RECORDS SHOWN START

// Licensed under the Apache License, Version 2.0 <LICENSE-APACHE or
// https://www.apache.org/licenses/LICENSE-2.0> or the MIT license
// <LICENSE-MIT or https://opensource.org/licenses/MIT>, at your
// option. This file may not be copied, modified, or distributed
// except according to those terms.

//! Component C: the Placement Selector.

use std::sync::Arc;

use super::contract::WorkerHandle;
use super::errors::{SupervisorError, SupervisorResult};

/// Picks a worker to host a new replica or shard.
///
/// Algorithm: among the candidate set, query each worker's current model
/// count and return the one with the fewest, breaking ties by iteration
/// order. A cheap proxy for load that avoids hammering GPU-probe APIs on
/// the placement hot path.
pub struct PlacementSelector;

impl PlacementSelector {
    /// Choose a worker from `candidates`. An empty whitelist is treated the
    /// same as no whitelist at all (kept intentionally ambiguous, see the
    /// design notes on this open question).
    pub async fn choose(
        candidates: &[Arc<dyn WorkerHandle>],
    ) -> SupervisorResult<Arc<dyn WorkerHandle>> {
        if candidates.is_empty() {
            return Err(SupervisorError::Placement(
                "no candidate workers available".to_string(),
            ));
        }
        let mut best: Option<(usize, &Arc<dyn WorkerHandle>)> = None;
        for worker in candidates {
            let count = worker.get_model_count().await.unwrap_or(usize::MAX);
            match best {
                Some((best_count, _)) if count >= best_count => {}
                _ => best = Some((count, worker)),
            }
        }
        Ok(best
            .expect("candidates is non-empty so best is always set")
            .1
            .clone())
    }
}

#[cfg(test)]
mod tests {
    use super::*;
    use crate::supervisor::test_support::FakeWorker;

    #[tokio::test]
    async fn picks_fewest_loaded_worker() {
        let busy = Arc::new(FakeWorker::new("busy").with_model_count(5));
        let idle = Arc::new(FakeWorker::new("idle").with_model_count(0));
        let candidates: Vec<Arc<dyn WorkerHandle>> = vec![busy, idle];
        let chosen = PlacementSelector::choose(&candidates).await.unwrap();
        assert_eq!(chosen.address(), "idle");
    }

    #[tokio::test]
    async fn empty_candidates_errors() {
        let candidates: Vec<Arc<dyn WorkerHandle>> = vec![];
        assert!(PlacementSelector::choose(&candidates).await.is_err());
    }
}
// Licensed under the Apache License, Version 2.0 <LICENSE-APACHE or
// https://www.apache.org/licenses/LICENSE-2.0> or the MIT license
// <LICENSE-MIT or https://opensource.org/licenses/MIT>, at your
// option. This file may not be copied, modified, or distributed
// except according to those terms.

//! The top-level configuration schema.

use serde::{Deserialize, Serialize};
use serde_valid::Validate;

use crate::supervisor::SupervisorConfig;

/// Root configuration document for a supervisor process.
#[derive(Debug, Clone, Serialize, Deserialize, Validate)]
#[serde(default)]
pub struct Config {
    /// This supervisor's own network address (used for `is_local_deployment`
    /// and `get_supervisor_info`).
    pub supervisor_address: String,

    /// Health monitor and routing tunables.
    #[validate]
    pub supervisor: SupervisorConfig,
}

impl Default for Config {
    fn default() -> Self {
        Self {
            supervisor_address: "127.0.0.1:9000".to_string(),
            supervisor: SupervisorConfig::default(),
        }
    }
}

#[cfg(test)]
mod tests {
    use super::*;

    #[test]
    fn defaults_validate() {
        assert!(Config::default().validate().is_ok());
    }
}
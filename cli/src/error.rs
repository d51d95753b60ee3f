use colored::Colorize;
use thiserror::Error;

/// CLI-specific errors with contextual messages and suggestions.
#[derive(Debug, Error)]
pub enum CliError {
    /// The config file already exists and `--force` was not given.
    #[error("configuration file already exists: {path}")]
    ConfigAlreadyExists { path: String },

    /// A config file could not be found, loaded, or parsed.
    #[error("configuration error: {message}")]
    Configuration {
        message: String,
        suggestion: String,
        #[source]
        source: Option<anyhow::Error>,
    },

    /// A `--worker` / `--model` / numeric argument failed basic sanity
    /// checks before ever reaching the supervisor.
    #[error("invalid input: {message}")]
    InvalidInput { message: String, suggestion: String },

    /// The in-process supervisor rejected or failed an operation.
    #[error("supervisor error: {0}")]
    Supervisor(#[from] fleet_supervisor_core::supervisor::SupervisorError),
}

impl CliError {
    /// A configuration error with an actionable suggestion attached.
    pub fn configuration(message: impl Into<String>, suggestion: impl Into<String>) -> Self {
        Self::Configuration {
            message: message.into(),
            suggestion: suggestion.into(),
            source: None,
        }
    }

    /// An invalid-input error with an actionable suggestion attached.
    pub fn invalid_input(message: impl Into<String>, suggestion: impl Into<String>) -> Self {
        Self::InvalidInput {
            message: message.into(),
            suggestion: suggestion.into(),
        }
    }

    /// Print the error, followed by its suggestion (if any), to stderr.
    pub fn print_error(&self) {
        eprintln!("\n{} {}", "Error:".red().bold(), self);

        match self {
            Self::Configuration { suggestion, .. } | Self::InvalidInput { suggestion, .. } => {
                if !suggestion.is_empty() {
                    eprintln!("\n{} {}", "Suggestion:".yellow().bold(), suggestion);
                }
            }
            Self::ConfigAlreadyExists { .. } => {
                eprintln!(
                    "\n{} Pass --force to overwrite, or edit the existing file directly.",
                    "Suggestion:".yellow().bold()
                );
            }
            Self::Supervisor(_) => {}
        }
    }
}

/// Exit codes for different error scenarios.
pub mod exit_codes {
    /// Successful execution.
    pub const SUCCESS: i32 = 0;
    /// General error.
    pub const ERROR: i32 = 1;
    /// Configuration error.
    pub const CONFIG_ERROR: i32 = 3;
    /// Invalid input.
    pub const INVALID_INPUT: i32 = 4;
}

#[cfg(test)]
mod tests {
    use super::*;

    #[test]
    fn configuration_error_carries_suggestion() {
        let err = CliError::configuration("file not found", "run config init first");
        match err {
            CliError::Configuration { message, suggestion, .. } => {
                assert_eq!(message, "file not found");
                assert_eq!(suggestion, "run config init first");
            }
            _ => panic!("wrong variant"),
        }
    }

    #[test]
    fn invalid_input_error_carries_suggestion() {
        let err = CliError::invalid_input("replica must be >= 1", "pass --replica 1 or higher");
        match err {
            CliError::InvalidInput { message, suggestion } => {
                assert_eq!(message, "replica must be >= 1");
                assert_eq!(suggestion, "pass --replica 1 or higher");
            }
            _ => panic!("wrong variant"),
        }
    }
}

RECORDS SHOWN END

=== PROBLEM STATEMENT ===
The stretch of entries above that starts with the line containing "top-level configuration schema." and goes on through the line containing "repository d51d95753b60ee3f" is to be transcribed exactly, and no other line is to be transcribed.

=== EXERCISE RESPONSE ===
//! The top-level configuration schema.

use serde::{Deserialize, Serialize};
use serde_valid::Validate;

use crate::supervisor::SupervisorConfig;

/// Root configuration document for a supervisor process.
#[derive(Debug, Clone, Serialize, Deserialize, Validate)]
#[serde(default)]
pub struct Config {
    /// This supervisor's own network address (used for `is_local_deployment`
    /// and `get_supervisor_info`).
    pub supervisor_address: String,

    /// Health monitor and routing tunables.
    #[validate]
    pub supervisor: SupervisorConfig,
}

impl Default for Config {
    fn default() -> Self {
        Self {
            supervisor_address: "127.0.0.1:9000".to_string(),
            supervisor: SupervisorConfig::default(),
        }
    }
}

#[cfg(test)]
mod tests {
    use super::*;

    #[test]
    fn defaults_validate() {
        assert!(Config::default().validate().is_ok());
    }
}
filename cli/src/error.rs
repository d51d95753b60ee3f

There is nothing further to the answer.